Bei einer Schachttiefe von über einem Meter und einem Schachtdurchmesser von 40 Zentimetern war zur Rettung voller Körpereinsatz gefragt. Jedes Leben zählt. Ohne groß nachzudenken zieht sich DD die Jacke aus und klettert selbstlos kopfüber in den Entwässerungsschacht und schafft es schließlich die Krötendame zu bergen. Vor lauter Schrecken dankt die Gerettete es uns mit dem Absondern einer Ladung Urin. Möglicherweise ein Abwehrmechanismus um potentielle Fressfeinde mit einem giftigen Sekret in die Flucht zu schlagen. So sind im Giftcocktail der Erdkröten unter anderem Bufotoxine enthalten, von denen einige Vertreter dem Gift des Fingerhuts (Digitalis) sehr ähnlich sind.
Die Krötenurinlache hat in etwa die Größe einer 2-Euro-Münze.
Inwieweit die ölig-schimmernden Bereiche auf der Flüssigkeitsoberfläche unlösliche Bestandteile des Krötensekrets sind oder irgendwelche Verunreinigungen vom Straßenverkehr kann ich nicht beurteilen. Die Flüssigkeitsmenge auf dem Bild entspricht in etwa der Größe eines 2€-Stücks.
Gullys an der Reichsstraße
Nachdem alle Gullys an der Zur-Nieden-Straße gecheckt waren, ging es ein paar Hundert Meter rüber zur Reichsstraße. Auch hier befinden sich einige Gullys, die in Kombination mit einem viel zu hohen Bordstein für Amphibien besonders gefährlich sind. Wobei die Höchstgeschwindigkeit von 30 Kilometern pro Stunde ganz im Sinne des Amphibienschutzes ist.
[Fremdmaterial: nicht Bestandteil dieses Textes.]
use std::cell::RefCell;
use std::rc::Rc;

use rox::ast::Stmt;
use rox::error::LoxError;
use rox::interpreter::Interpreter;
use rox::parser::parse;
use rox::scanner::scan;
use rox::{Lox, RunStatus};

struct Session {
    lox: Lox,
    output: Rc<RefCell<Vec<u8>>>,
}

impl Session {
    fn new() -> Self {
        let output = Rc::new(RefCell::new(Vec::new()));
        let lox = Lox::with_output(output.clone());
        Self { lox, output }
    }

    /// Run `source`, returning (status, printed lines, error strings).
    fn run(&mut self, source: &str) -> (RunStatus, Vec<String>, Vec<String>) {
        let status = self.lox.run(source);

        let bytes = self.output.take();
        let printed = String::from_utf8(bytes).expect("Output should be valid UTF-8");
        let lines = printed.lines().map(str::to_string).collect();

        let errors = self
            .lox
            .diagnostics()
            .errors()
            .iter()
            .map(|e| e.to_string())
            .collect();

        (status, lines, errors)
    }
}

fn run(source: &str) -> (RunStatus, Vec<String>, Vec<String>) {
    Session::new().run(source)
}

fn assert_output(source: &str, expected: &[&str]) {
    let (status, lines, errors) = run(source);
    assert_eq!(status, RunStatus::Ok, "errors: {:?}", errors);
    assert_eq!(lines, expected);
}

fn assert_runtime_error(source: &str, expected: &str) {
    let (status, _, errors) = run(source);
    assert_eq!(status, RunStatus::RuntimeError);
    assert_eq!(errors.len(), 1);
    assert_eq!(errors[0], expected);
}

#[test]
fn arithmetic_and_printing() {
    assert_output(
        "print 1 + 2 * 3; print (1 + 2) * 3; print 7 / 2; print -4; print !nil;",
        &["7", "9", "3.5", "-4", "true"],
    );
}

#[test]
fn truthiness() {
    assert_output(
        r#"
        if (0) print "zero"; else print "no";
        if ("") print "empty"; else print "no";
        if (nil) print "nil"; else print "falsey";
        if (false) print "false"; else print "falsey";
        "#,
        &["zero", "empty", "falsey", "falsey"],
    );
}

#[test]
fn equality_without_coercion() {
    assert_output(
        r#"
        print 1 == 1;
        print "1" == 1;
        print nil == false;
        print nil == nil;
        print "a" != "b";
        print 2 != 2;
        "#,
        &["true", "false", "false", "true", "true", "false"],
    );
}

#[test]
fn logical_operators_return_last_evaluated_operand() {
    assert_output(
        r#"
        print "hi" or 2;
        print nil or "yes";
        print nil and boom();
        print 1 and 2;
        var called = false;
        fun mark() { called = true; return true; }
        print true or mark();
        print called;
        "#,
        &["hi", "yes", "nil", "2", "true", "false"],
    );
}

#[test]
fn string_concatenation_is_asymmetric() {
    assert_output(r#"print "a" + 1; print "a" + "b"; print "x" + nil;"#, &["a1", "ab", "xnil"]);

    assert_runtime_error(
        r#"print 1 + "a";"#,
        "[line 1] Error at '+': Operands must be two numbers or a string on the left.",
    );
}

#[test]
fn arithmetic_type_errors_name_the_operator() {
    assert_runtime_error(
        "print 1 - true;",
        "[line 1] Error at '-': Operands must be numbers.",
    );
    assert_runtime_error(
        "print \"a\" < \"b\";",
        "[line 1] Error at '<': Operands must be numbers.",
    );
    assert_runtime_error(
        "print -\"a\";",
        "[line 1] Error at '-': Operand must be a number.",
    );
}

#[test]
fn variables_and_blocks_shadow() {
    assert_output(
        r#"
        var a = "global";
        {
            var a = "outer";
            {
                var a = "inner";
                print a;
            }
            print a;
        }
        print a;
        var b;
        print b;
        "#,
        &["inner", "outer", "global", "nil"],
    );
}

#[test]
fn undefined_variable_errors() {
    assert_runtime_error(
        "print missing;",
        "[line 1] Error at 'missing': Undefined variable 'missing'.",
    );
    assert_runtime_error(
        "missing = 1;",
        "[line 1] Error at 'missing': Undefined variable 'missing'.",
    );
}

#[test]
fn for_loop_matches_hand_written_while() {
    let (_, desugared, _) = run("for (var i = 0; i < 3; i = i + 1) print i;");
    let (_, manual, _) = run("{ var i = 0; while (i < 3) { print i; i = i + 1; } }");

    assert_eq!(desugared, vec!["0", "1", "2"]);
    assert_eq!(desugared, manual);
}

#[test]
fn loop_variable_not_visible_after_loop() {
    assert_runtime_error(
        "for (var i = 0; i < 1; i = i + 1) {} print i;",
        "[line 1] Error at 'i': Undefined variable 'i'.",
    );
}

#[test]
fn recursion() {
    assert_output(
        r#"
        fun fib(n) {
            if (n <= 1) return n;
            return fib(n - 1) + fib(n - 2);
        }
        for (var i = 0; i < 8; i = i + 1) print fib(i);
        "#,
        &["0", "1", "1", "2", "3", "5", "8", "13"],
    );
}

#[test]
fn closures_share_mutable_scope() {
    assert_output(
        r#"
        fun makeCounter() {
            var i = 0;
            fun count() {
                i = i + 1;
                return i;
            }
            return count;
        }
        var counter = makeCounter();
        print counter();
        print counter();
        var other = makeCounter();
        print other();
        "#,
        &["1", "2", "1"],
    );
}

#[test]
fn closure_in_loop_body_sees_later_mutation() {
    assert_output(
        r#"
        var show;
        var i = 0;
        while (i < 1) {
            var captured = "before";
            fun f() { print captured; }
            show = f;
            captured = "after";
            i = i + 1;
        }
        show();
        "#,
        &["after"],
    );
}

#[test]
fn closures_bind_statically() {
    assert_output(
        r#"
        var a = "global";
        {
            fun showA() { print a; }
            showA();
            var a = "block";
            showA();
        }
        "#,
        &["global", "global"],
    );
}

#[test]
fn anonymous_functions() {
    assert_output(
        r#"
        var add = fun (a, b) { return a + b; };
        print add(2, 3);
        fun apply(f, x) { return f(x); }
        print apply(fun (n) { return n * n; }, 4);
        print add;
        "#,
        &["5", "16", "<fn>"],
    );
}

#[test]
fn arity_mismatch_is_distinct_from_not_callable() {
    let source = "fun f(a, b) { return a; }";

    assert_runtime_error(
        &format!("{} f(1);", source),
        "[line 1] Error at ')': Too few arguments: expected 2 but got 1.",
    );
    assert_runtime_error(
        &format!("{} f(1, 2, 3);", source),
        "[line 1] Error at ')': Too many arguments: expected 2 but got 3.",
    );
    assert_runtime_error(
        "\"text\"();",
        "[line 1] Error at ')': Can only call functions and classes.",
    );
}

#[test]
fn function_without_return_yields_nil() {
    assert_output(
        "fun f() {} print f(); fun g() { return; } print g(); print f;",
        &["nil", "nil", "<fn f>"],
    );
}

#[test]
fn clock_is_a_native_number() {
    assert_output(
        "var t = clock(); print t > 0; print clock;",
        &["true", "<native fn clock>"],
    );
    assert_runtime_error(
        "clock(1);",
        "[line 1] Error at ')': Too many arguments: expected 0 but got 1.",
    );
}

#[test]
fn classes_fields_and_methods() {
    assert_output(
        r#"
        class Point {
            init(x, y) {
                this.x = x;
                this.y = y;
            }
            sum() { return this.x + this.y; }
        }
        var p = Point(1, 2);
        print p.sum();
        p.z = 10;
        print p.z;
        print Point;
        print p;
        var m = p.sum;
        p.x = 5;
        print m();
        "#,
        &["3", "10", "<class Point>", "<Point instance>", "7"],
    );
}

#[test]
fn fields_shadow_methods() {
    assert_output(
        r#"
        class A { m() { return "method"; } }
        var a = A();
        print a.m();
        a.m = "field";
        print a.m;
        "#,
        &["method", "field"],
    );
}

#[test]
fn constructor_always_yields_instance() {
    assert_output(
        r#"
        class A {
            init() {
                this.n = 1;
                return;
            }
        }
        var a = A();
        print a;
        print a.init();
        print a.init() == a;
        "#,
        &["<A instance>", "<A instance>", "true"],
    );
}

#[test]
fn class_without_init_has_zero_arity() {
    assert_runtime_error(
        "class A {} A(1);",
        "[line 1] Error at ')': Too many arguments: expected 0 but got 1.",
    );
}

#[test]
fn property_access_requires_instance() {
    assert_runtime_error(
        "var x = 1; print x.y;",
        "[line 1] Error at 'y': Only instances have properties.",
    );
    assert_runtime_error(
        "var x = 1; x.y = 2;",
        "[line 1] Error at 'y': Only instances have fields.",
    );
    assert_runtime_error(
        "class A {} print A().nope;",
        "[line 1] Error at 'nope': Undefined property 'nope'.",
    );
}

#[test]
fn inheritance_and_super_dispatch() {
    assert_output(
        r#"
        class A { greet() { print "A"; } }
        class B < A { greet() { print "B"; super.greet(); } }
        class C < B { greet() { print "C"; super.greet(); } }
        B().greet();
        C().greet();
        "#,
        &["B", "A", "C", "B", "A"],
    );
}

#[test]
fn super_is_lexical_not_dynamic() {
    assert_output(
        r#"
        class A { name() { return "A"; } }
        class B < A {
            name() { return "B"; }
            test() { return super.name(); }
        }
        class C < B { name() { return "C"; } }
        print C().test();
        "#,
        &["A"],
    );
}

#[test]
fn inherited_methods_and_initializer() {
    assert_output(
        r#"
        class Base {
            init(v) { this.v = v; }
            get() { return this.v; }
        }
        class Derived < Base {}
        print Derived(42).get();
        "#,
        &["42"],
    );
}

#[test]
fn methods_can_reference_their_own_class() {
    assert_output(
        r#"
        class Node {
            make() { return Node(); }
        }
        print Node().make();
        "#,
        &["<Node instance>"],
    );
}

#[test]
fn superclass_must_be_a_class() {
    assert_runtime_error(
        "var NotAClass = 1; class A < NotAClass {}",
        "[line 1] Error at 'NotAClass': Superclass must be a class.",
    );
}

#[test]
fn runtime_error_stops_execution() {
    let mut session = Session::new();
    let (status, lines, errors) = session.run("print 1;\nprint nil + 1;\nprint 3;");

    assert_eq!(status, RunStatus::RuntimeError);
    assert!(session.lox.diagnostics().had_runtime_error());
    assert!(!session.lox.diagnostics().had_error());
    assert_eq!(lines, vec!["1"]);
    assert_eq!(
        errors,
        vec!["[line 2] Error at '+': Operands must be two numbers or a string on the left."]
    );
}

#[test]
fn static_errors_skip_execution() {
    let (status, lines, errors) = run("print 1;\nprint ;\nvar = 2;");
    assert_eq!(status, RunStatus::StaticError);
    assert!(lines.is_empty());
    assert_eq!(errors.len(), 2);

    let (status, lines, errors) = run("print 1; { var a = a; }");
    assert_eq!(status, RunStatus::StaticError);
    assert!(lines.is_empty());
    assert_eq!(
        errors,
        vec!["[line 1] Error at 'a': Can't read local variable in its own initializer."]
    );

    let (status, _, errors) = run("print 1; @");
    assert_eq!(status, RunStatus::StaticError);
    assert_eq!(errors, vec!["[line 1] Error: Unexpected character: @"]);
}

#[test]
fn session_keeps_globals_and_resets_errors() {
    let mut session = Session::new();

    let (status, _, _) = session.run("var count = 1; fun bump() { count = count + 1; return count; }");
    assert_eq!(status, RunStatus::Ok);

    let (status, _, errors) = session.run("print undefined;");
    assert_eq!(status, RunStatus::RuntimeError);
    assert_eq!(errors.len(), 1);

    let (status, lines, errors) = session.run("print bump(); print count;");
    assert_eq!(status, RunStatus::Ok);
    assert!(errors.is_empty());
    assert_eq!(lines, vec!["2", "2"]);
}

#[test]
fn closures_survive_across_session_runs() {
    let mut session = Session::new();

    session.run("fun make() { var n = 0; fun inc() { n = n + 1; return n; } return inc; } var f = make();");
    session.run("f();");

    let (status, lines, _) = session.run("print f();");
    assert_eq!(status, RunStatus::Ok);
    assert_eq!(lines, vec!["3"]);
}

/// Scan, parse and resolve `source` into `interpreter` without running it.
fn prepare(interpreter: &mut Interpreter, source: &str) -> Vec<Stmt> {
    let mut errors: Vec<LoxError> = Vec::new();
    let statements = parse(scan(source, &mut errors), &mut errors);
    interpreter.resolve(&statements, &mut errors);
    assert!(errors.is_empty(), "unexpected static errors: {:?}", errors);
    statements
}

#[test]
fn failing_block_restores_enclosing_scope() {
    let output = Rc::new(RefCell::new(Vec::new()));
    let mut interpreter = Interpreter::with_output(output.clone());

    let failing = prepare(&mut interpreter, "{ var a = \"local\"; nil(); }");
    assert!(interpreter.execute(&failing[0]).is_err());

    // Defined in whatever scope the failed block left current.
    let define = prepare(&mut interpreter, "var b = \"global\";");
    assert!(interpreter.execute(&define[0]).is_ok());

    let read = prepare(&mut interpreter, "print b;");
    assert!(interpreter.interpret(&read).is_ok());
    assert_eq!(String::from_utf8(output.take()).unwrap(), "global\n");
}

#[test]
fn deep_recursion_does_not_overflow() {
    assert_output(
        r#"
        fun depth(n) {
            if (n == 0) return 0;
            return 1 + depth(n - 1);
        }
        print depth(5000);
        "#,
        &["5000"],
    );
}

#[test]
fn deeply_nested_expression() {
    let source = format!("print {}1{};", "(".repeat(1000), ")".repeat(1000));
    assert_output(&source, &["1"]);
}

#[test]
fn large_and_negative_zero_numbers_print_shortest_form() {
    assert_output(
        "print 100000000000000000000000; print -0; print 1 / 3;",
        &["100000000000000000000000", "-0", "0.3333333333333333"],
    );
}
Trotz der Gegebenheiten mit erhöhtem Gefährdungspotential bleiben die Kontrollen der Gullys entlang der Reichsstraße ergebnislos. Es befinden sich glücklicherweise weder in den Fangkörben noch in den Schächten Amphibien. Auch totgefahren Amphibien sind auf dem ersten Blick nicht zu sehen.
Die Kreuzung Emdund-Weber und Reichsstrasse, der Eickeler Park befindet sich links.
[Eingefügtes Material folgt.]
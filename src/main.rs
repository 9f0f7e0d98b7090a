use std::fs::File;
use std::io::{self, BufRead, BufReader, Read, Write};
use std::path::PathBuf;
use std::process;

use anyhow::{Context, Result};
use clap::Parser as ClapParser;
use clap::Subcommand;
use env_logger::Builder;
use log::{debug, info};

use rox::error::Diagnostics;
use rox::scanner::Scanner;
use rox::{Lox, RunStatus};

/// Exit code for scan / parse / resolve errors.
const EXIT_STATIC_ERROR: i32 = 65;
/// Exit code for runtime errors.
const EXIT_RUNTIME_ERROR: i32 = 70;

#[derive(ClapParser, Debug)]
#[command(version, about = "Lox language interpreter", long_about = None)]
pub struct Cli {
    #[command(subcommand)]
    commands: Option<Commands>,

    /// Enable logging to app.log
    #[arg(long, global = true)]
    log: bool,
}

#[derive(Subcommand, Debug)]
enum Commands {
    /// Tokenizes input from a file, printing each token
    Tokenize {
        filename: PathBuf,

        /// Print tokens as JSON instead of `KIND lexeme literal`
        #[arg(long)]
        json: bool,
    },

    /// Runs input from a file as a Lox program
    Run { filename: PathBuf },

    /// Starts an interactive prompt (the default)
    Repl,
}

/// Reads the contents of a file into a String
fn read_file(filename: &PathBuf) -> Result<String> {
    info!("Reading file: {:?}", filename);
    let file = File::open(filename).context(format!("Failed to open file {:?}", filename))?;
    let mut reader = BufReader::new(file);
    let mut buf = String::new();

    let bytes = reader
        .read_to_string(&mut buf)
        .context(format!("Failed to read file {:?}", filename))?;

    info!("Read {} bytes from {:?}", bytes, filename);

    Ok(buf)
}

fn init_logger() -> Result<()> {
    let log_file = File::create("app.log").context("Failed to create app.log")?;

    Builder::new()
        .format(|buf, record| {
            // Strip 'rox::' from module path
            let module = record
                .module_path()
                .unwrap_or("<unnamed>")
                .strip_prefix("rox::")
                .unwrap_or(record.module_path().unwrap_or("<unnamed>"));
            writeln!(
                buf,
                "[{}:{}] - {}",
                module,
                record.line().unwrap_or(0),
                record.args()
            )
        })
        .target(env_logger::Target::Pipe(Box::new(log_file)))
        .filter(None, log::LevelFilter::Debug) // Default to Debug, override with RUST_LOG
        .init();

    info!("Logger initialized, writing to app.log");
    Ok(())
}

fn print_errors(diagnostics: &Diagnostics) {
    for error in diagnostics.errors() {
        eprintln!("{}", error);
    }
}

fn tokenize(filename: &PathBuf, json: bool) -> Result<()> {
    let source = read_file(filename)?;
    let mut tokenized = true;

    for token in Scanner::new(&source) {
        match token {
            Ok(token) if json => {
                println!("{}", serde_json::to_string(&token)?);
            }

            Ok(token) => println!("{}", token),

            Err(e) => {
                tokenized = false;
                debug!("Tokenization debug: {}", e);
                eprintln!("{}", e);
            }
        }
    }

    if !tokenized {
        debug!("Tokenization failed, exiting with code {}", EXIT_STATIC_ERROR);
        process::exit(EXIT_STATIC_ERROR);
    }

    info!("Tokenization completed successfully");
    Ok(())
}

fn run_file(filename: &PathBuf) -> Result<()> {
    let source = read_file(filename)?;
    let mut lox = Lox::new();

    let status = lox.run(&source);
    print_errors(lox.diagnostics());

    match status {
        RunStatus::Ok => {
            info!("Program executed successfully");
            Ok(())
        }
        RunStatus::StaticError => process::exit(EXIT_STATIC_ERROR),
        RunStatus::RuntimeError => process::exit(EXIT_RUNTIME_ERROR),
    }
}

/// Line‑at‑a‑time prompt. Globals persist between lines; errors do not.
fn run_prompt() -> Result<()> {
    let mut lox = Lox::new();
    let stdin = io::stdin();
    let mut lines = stdin.lock().lines();

    loop {
        print!("> ");
        io::stdout().flush().context("Failed to flush prompt")?;

        let Some(line) = lines.next() else {
            println!();
            break;
        };
        let line = line.context("Failed to read from stdin")?;

        let status = lox.run(&line);
        debug!("REPL line finished with {:?}", status);
        print_errors(lox.diagnostics());
    }

    Ok(())
}

fn main() -> Result<()> {
    let args: Cli = Cli::parse();

    if args.log {
        init_logger()?;
    } else {
        // Initialize a minimal logger to avoid "no logger" errors
        env_logger::Builder::new()
            .filter_level(log::LevelFilter::Off)
            .init();
    }

    info!("CLI arguments: {:?}", args);

    match args.commands {
        Some(Commands::Tokenize { filename, json }) => tokenize(&filename, json),
        Some(Commands::Run { filename }) => run_file(&filename),
        Some(Commands::Repl) | None => run_prompt(),
    }
}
Kellerschächt der Grundschule am Eickeler Park
Die drei Schächte vor der Grundschule am Eickeler Park hatten wir bei unserem Gully-Check vor drei Wochen nicht weiter gesichert. An der Situation in den Schächten hat sich seit dem nichts geändert, sie sind weiterhin voll mit Herbstlaub. Entweder hat der Hausmeister hier an der Schule verdammt viel zu tun, oder er kommt seinen Pflichten nur schleppend nach.
Amphibien mögens feucht
DD stochert mit seiner mitgebrachten Stange im Laub herum und sucht dabei nach Amphibien. Besondere Aufmerksamkeit ist in den feuchten Bereichen gefordert, da Lurche sind hygrophile Lebewesen (Feuchtlufttiere) sind. Als Feuchtlufttiere bezeichnet man Tiere, die nur bei hoher Luftfeuchtigkeit existieren können. Hierzu gehören neben Amphibien auch Schnecken und viele Bodenorganismen. Da sie keinen Schutz vor Verdunstung haben, sind sie auf eine hohe Feuchtigkeit der Umgebungsluft angewiesen. Es dauert nicht lange und DD wird fündig. Genauso wie er erzählt hatte, sitzt ein Doppeldecker eingebuddelt im feuchten Bereich des Laubs. In den beiden anderen Schächten, die nicht unmittelbar am Abflussrohr liegen, befindet sich ausschließlich trockenes Laub, weshalb er die Suche nach einmaligem Durchstöbern zeitnah abbricht, da nicht davon auszugehen ist, dass sich potentiell hingefallene Amphibien eingebuddelt haben.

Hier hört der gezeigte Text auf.